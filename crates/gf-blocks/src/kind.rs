//! Block kinds and their declarative configuration.

use gf_core::{Real, MIN_TIME_RESOLUTION};
use serde::{Deserialize, Serialize};

use crate::error::{BlockError, BlockResult};

/// Output clamp configuration.
#[derive(Clone, Copy, Debug, PartialEq, Serialize, Deserialize)]
pub struct OutputLimits {
    pub max: Real,
    pub min: Real,
    /// Hysteresis band for limit release; derived from the range when
    /// absent.
    #[serde(default)]
    pub reset_level: Option<Real>,
}

impl OutputLimits {
    pub fn symmetric(limit: Real) -> Self {
        Self {
            max: limit,
            min: -limit,
            reset_level: None,
        }
    }
}

/// Rate-of-change clamp configuration, differential outputs only.
#[derive(Clone, Copy, Debug, PartialEq, Serialize, Deserialize)]
pub struct RampLimits {
    pub max: Real,
    pub min: Real,
}

/// Deadband thresholds around a center level, with optional ramp bands
/// that blend the output in and out instead of jumping.
#[derive(Clone, Copy, Debug, PartialEq, Serialize, Deserialize)]
pub struct DeadbandConfig {
    pub high: Real,
    pub low: Real,
    #[serde(default)]
    pub level: Real,
    /// Width of the blend region entered when leaving the band; zero
    /// means a hard transition.
    #[serde(default)]
    pub ramp_up: Real,
    /// Width of the blend region entered when re-entering the band.
    #[serde(default)]
    pub ramp_down: Real,
    /// Release thresholds; default to just inside the band.
    #[serde(default)]
    pub reset_high: Option<Real>,
    #[serde(default)]
    pub reset_low: Option<Real>,
    /// Shifted output follows the input offset by the band width instead
    /// of reporting the excursion beyond the band.
    #[serde(default)]
    pub shifted: bool,
    #[serde(default = "default_db_tolerance")]
    pub tolerance: Real,
}

fn default_db_tolerance() -> Real {
    1e-6
}

impl DeadbandConfig {
    pub fn symmetric(band: Real) -> Self {
        Self {
            high: band,
            low: -band,
            level: 0.0,
            ramp_up: 0.0,
            ramp_down: 0.0,
            reset_high: None,
            reset_low: None,
            shifted: false,
            tolerance: default_db_tolerance(),
        }
    }
}

/// The closed set of transfer-function shapes a [`crate::Block`] can take.
#[derive(Clone, Copy, Debug, PartialEq, Serialize, Deserialize)]
#[serde(tag = "type", rename_all = "snake_case")]
pub enum BlockKind {
    /// Direct feedthrough `K (u + bias)`; stateless unless limited.
    Gain,
    /// Pure integrator `K / s`, starting from `iv`.
    Integral { iv: Real },
    /// First-order lag `K / (1 + T1 s)`. Collapses to a feedthrough state
    /// when `t1` is below the minimum time resolution.
    Delay { t1: Real },
    /// Washout `K s / (1 + T1 s)`.
    Derivative { t1: Real },
    /// Washout followed by a first-order filter.
    FilteredDerivative { t1: Real, t2: Real },
    /// Lead-lag `K (1 + T2 s) / (1 + T1 s)`.
    LeadLag { t1: Real, t2: Real },
    /// Proportional-integral-derivative with a filtered derivative path;
    /// the derivative path disappears entirely when `d` is zero.
    Pid { p: Real, i: Real, d: Real, t1: Real },
    Deadband(DeadbandConfig),
}

impl BlockKind {
    pub fn delay(t1: Real) -> Self {
        Self::Delay { t1 }
    }

    pub fn lead_lag(t1: Real, t2: Real) -> Self {
        Self::LeadLag { t1, t2 }
    }

    pub fn pid(p: Real, i: Real, d: Real) -> Self {
        Self::Pid { p, i, d, t1: 0.01 }
    }

    /// Does the output live in the differential partition?
    pub fn differential_output(&self, simplified: bool) -> bool {
        match self {
            Self::Delay { .. } => !simplified,
            Self::Integral { .. } | Self::FilteredDerivative { .. } => true,
            _ => false,
        }
    }

    pub(crate) fn validate(&self) -> BlockResult<()> {
        match *self {
            Self::Gain | Self::Integral { .. } => Ok(()),
            Self::Delay { t1 } => {
                if t1 < 0.0 || !t1.is_finite() {
                    Err(BlockError::config("delay t1 must be finite and non-negative"))
                } else {
                    Ok(())
                }
            }
            Self::Derivative { t1 } => {
                if t1 < MIN_TIME_RESOLUTION {
                    Err(BlockError::config("derivative t1 below minimum time resolution"))
                } else {
                    Ok(())
                }
            }
            Self::FilteredDerivative { t1, t2 } => {
                if t1 < MIN_TIME_RESOLUTION || t2 < MIN_TIME_RESOLUTION {
                    Err(BlockError::config(
                        "filtered derivative time constants below minimum time resolution",
                    ))
                } else {
                    Ok(())
                }
            }
            Self::LeadLag { t1, t2 } => {
                if t1 < MIN_TIME_RESOLUTION {
                    Err(BlockError::config("lead-lag t1 below minimum time resolution"))
                } else if t2 < 0.0 {
                    Err(BlockError::config("lead-lag t2 must be non-negative"))
                } else {
                    Ok(())
                }
            }
            Self::Pid { d, t1, .. } => {
                if d != 0.0 && t1 < MIN_TIME_RESOLUTION {
                    Err(BlockError::config(
                        "pid derivative filter t1 below minimum time resolution",
                    ))
                } else {
                    Ok(())
                }
            }
            Self::Deadband(db) => {
                if db.low >= db.high {
                    Err(BlockError::config("deadband low must be below deadband high"))
                } else if db.ramp_up < 0.0 || db.ramp_down < 0.0 {
                    Err(BlockError::config("deadband ramp bands must be non-negative"))
                } else {
                    Ok(())
                }
            }
        }
    }
}

/// Everything needed to build a [`crate::Block`].
#[derive(Clone, Debug, Serialize, Deserialize)]
pub struct BlockConfig {
    #[serde(default = "default_block_name")]
    pub name: String,
    pub kind: BlockKind,
    #[serde(default = "default_gain")]
    pub gain: Real,
    #[serde(default)]
    pub bias: Real,
    #[serde(default)]
    pub limits: Option<OutputLimits>,
    #[serde(default)]
    pub ramp_limits: Option<RampLimits>,
    /// Track the input's time derivative instead of its value; only
    /// meaningful for kinds whose coupling supports it.
    #[serde(default)]
    pub differential_input: bool,
}

fn default_block_name() -> String {
    "block".to_string()
}

fn default_gain() -> Real {
    1.0
}

impl BlockConfig {
    pub fn new(kind: BlockKind) -> Self {
        Self {
            name: default_block_name(),
            kind,
            gain: 1.0,
            bias: 0.0,
            limits: None,
            ramp_limits: None,
            differential_input: false,
        }
    }

    pub fn named(mut self, name: impl Into<String>) -> Self {
        self.name = name.into();
        self
    }

    pub fn with_gain(mut self, gain: Real) -> Self {
        self.gain = gain;
        self
    }

    pub fn with_bias(mut self, bias: Real) -> Self {
        self.bias = bias;
        self
    }

    pub fn with_limits(mut self, min: Real, max: Real) -> Self {
        self.limits = Some(OutputLimits {
            max,
            min,
            reset_level: None,
        });
        self
    }

    pub fn with_ramp_limits(mut self, min: Real, max: Real) -> Self {
        self.ramp_limits = Some(RampLimits { max, min });
        self
    }
}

-- WHAT YOU WILL DO --
Set every line of the data down again, word for word.

-- EXERCISE SOLUTION --
filename crates/gf-blocks/src/kind.rs
//! Block kinds and their declarative configuration.

use gf_core::{Real, MIN_TIME_RESOLUTION};
use serde::{Deserialize, Serialize};

use crate::error::{BlockError, BlockResult};

/// Output clamp configuration.
#[derive(Clone, Copy, Debug, PartialEq, Serialize, Deserialize)]
pub struct OutputLimits {
    pub max: Real,
    pub min: Real,
    /// Hysteresis band for limit release; derived from the range when
    /// absent.
    #[serde(default)]
    pub reset_level: Option<Real>,
}

impl OutputLimits {
    pub fn symmetric(limit: Real) -> Self {
        Self {
            max: limit,
            min: -limit,
            reset_level: None,
        }
    }
}

/// Rate-of-change clamp configuration, differential outputs only.
#[derive(Clone, Copy, Debug, PartialEq, Serialize, Deserialize)]
pub struct RampLimits {
    pub max: Real,
    pub min: Real,
}

/// Deadband thresholds around a center level, with optional ramp bands
/// that blend the output in and out instead of jumping.
#[derive(Clone, Copy, Debug, PartialEq, Serialize, Deserialize)]
pub struct DeadbandConfig {
    pub high: Real,
    pub low: Real,
    #[serde(default)]
    pub level: Real,
    /// Width of the blend region entered when leaving the band; zero
    /// means a hard transition.
    #[serde(default)]
    pub ramp_up: Real,
    /// Width of the blend region entered when re-entering the band.
    #[serde(default)]
    pub ramp_down: Real,
    /// Release thresholds; default to just inside the band.
    #[serde(default)]
    pub reset_high: Option<Real>,
    #[serde(default)]
    pub reset_low: Option<Real>,
    /// Shifted output follows the input offset by the band width instead
    /// of reporting the excursion beyond the band.
    #[serde(default)]
    pub shifted: bool,
    #[serde(default = "default_db_tolerance")]
    pub tolerance: Real,
}

fn default_db_tolerance() -> Real {
    1e-6
}

impl DeadbandConfig {
    pub fn symmetric(band: Real) -> Self {
        Self {
            high: band,
            low: -band,
            level: 0.0,
            ramp_up: 0.0,
            ramp_down: 0.0,
            reset_high: None,
            reset_low: None,
            shifted: false,
            tolerance: default_db_tolerance(),
        }
    }
}

/// The closed set of transfer-function shapes a [`crate::Block`] can take.
#[derive(Clone, Copy, Debug, PartialEq, Serialize, Deserialize)]
#[serde(tag = "type", rename_all = "snake_case")]
pub enum BlockKind {
    /// Direct feedthrough `K (u + bias)`; stateless unless limited.
    Gain,
    /// Pure integrator `K / s`, starting from `iv`.
    Integral { iv: Real },
    /// First-order lag `K / (1 + T1 s)`. Collapses to a feedthrough state
    /// when `t1` is below the minimum time resolution.
    Delay { t1: Real },
    /// Washout `K s / (1 + T1 s)`.
    Derivative { t1: Real },
    /// Washout followed by a first-order filter.
    FilteredDerivative { t1: Real, t2: Real },
    /// Lead-lag `K (1 + T2 s) / (1 + T1 s)`.
    LeadLag { t1: Real, t2: Real },
    /// Proportional-integral-derivative with a filtered derivative path;
    /// the derivative path disappears entirely when `d` is zero.
    Pid { p: Real, i: Real, d: Real, t1: Real },
    Deadband(DeadbandConfig),
}

impl BlockKind {
    pub fn delay(t1: Real) -> Self {
        Self::Delay { t1 }
    }

    pub fn lead_lag(t1: Real, t2: Real) -> Self {
        Self::LeadLag { t1, t2 }
    }

    pub fn pid(p: Real, i: Real, d: Real) -> Self {
        Self::Pid { p, i, d, t1: 0.01 }
    }

    /// Does the output live in the differential partition?
    pub fn differential_output(&self, simplified: bool) -> bool {
        match self {
            Self::Delay { .. } => !simplified,
            Self::Integral { .. } | Self::FilteredDerivative { .. } => true,
            _ => false,
        }
    }

    pub(crate) fn validate(&self) -> BlockResult<()> {
        match *self {
            Self::Gain | Self::Integral { .. } => Ok(()),
            Self::Delay { t1 } => {
                if t1 < 0.0 || !t1.is_finite() {
                    Err(BlockError::config("delay t1 must be finite and non-negative"))
                } else {
                    Ok(())
                }
            }
            Self::Derivative { t1 } => {
                if t1 < MIN_TIME_RESOLUTION {
                    Err(BlockError::config("derivative t1 below minimum time resolution"))
                } else {
                    Ok(())
                }
            }
            Self::FilteredDerivative { t1, t2 } => {
                if t1 < MIN_TIME_RESOLUTION || t2 < MIN_TIME_RESOLUTION {
                    Err(BlockError::config(
                        "filtered derivative time constants below minimum time resolution",
                    ))
                } else {
                    Ok(())
                }
            }
            Self::LeadLag { t1, t2 } => {
                if t1 < MIN_TIME_RESOLUTION {
                    Err(BlockError::config("lead-lag t1 below minimum time resolution"))
                } else if t2 < 0.0 {
                    Err(BlockError::config("lead-lag t2 must be non-negative"))
                } else {
                    Ok(())
                }
            }
            Self::Pid { d, t1, .. } => {
                if d != 0.0 && t1 < MIN_TIME_RESOLUTION {
                    Err(BlockError::config(
                        "pid derivative filter t1 below minimum time resolution",
                    ))
                } else {
                    Ok(())
                }
            }
            Self::Deadband(db) => {
                if db.low >= db.high {
                    Err(BlockError::config("deadband low must be below deadband high"))
                } else if db.ramp_up < 0.0 || db.ramp_down < 0.0 {
                    Err(BlockError::config("deadband ramp bands must be non-negative"))
                } else {
                    Ok(())
                }
            }
        }
    }
}

/// Everything needed to build a [`crate::Block`].
#[derive(Clone, Debug, Serialize, Deserialize)]
pub struct BlockConfig {
    #[serde(default = "default_block_name")]
    pub name: String,
    pub kind: BlockKind,
    #[serde(default = "default_gain")]
    pub gain: Real,
    #[serde(default)]
    pub bias: Real,
    #[serde(default)]
    pub limits: Option<OutputLimits>,
    #[serde(default)]
    pub ramp_limits: Option<RampLimits>,
    /// Track the input's time derivative instead of its value; only
    /// meaningful for kinds whose coupling supports it.
    #[serde(default)]
    pub differential_input: bool,
}

fn default_block_name() -> String {
    "block".to_string()
}

fn default_gain() -> Real {
    1.0
}

impl BlockConfig {
    pub fn new(kind: BlockKind) -> Self {
        Self {
            name: default_block_name(),
            kind,
            gain: 1.0,
            bias: 0.0,
            limits: None,
            ramp_limits: None,
            differential_input: false,
        }
    }

    pub fn named(mut self, name: impl Into<String>) -> Self {
        self.name = name.into();
        self
    }

    pub fn with_gain(mut self, gain: Real) -> Self {
        self.gain = gain;
        self
    }

    pub fn with_bias(mut self, bias: Real) -> Self {
        self.bias = bias;
        self
    }

    pub fn with_limits(mut self, min: Real, max: Real) -> Self {
        self.limits = Some(OutputLimits {
            max,
            min,
            reset_level: None,
        });
        self
    }

    pub fn with_ramp_limits(mut self, min: Real, max: Real) -> Self {
        self.ramp_limits = Some(RampLimits { max, min });
        self
    }
}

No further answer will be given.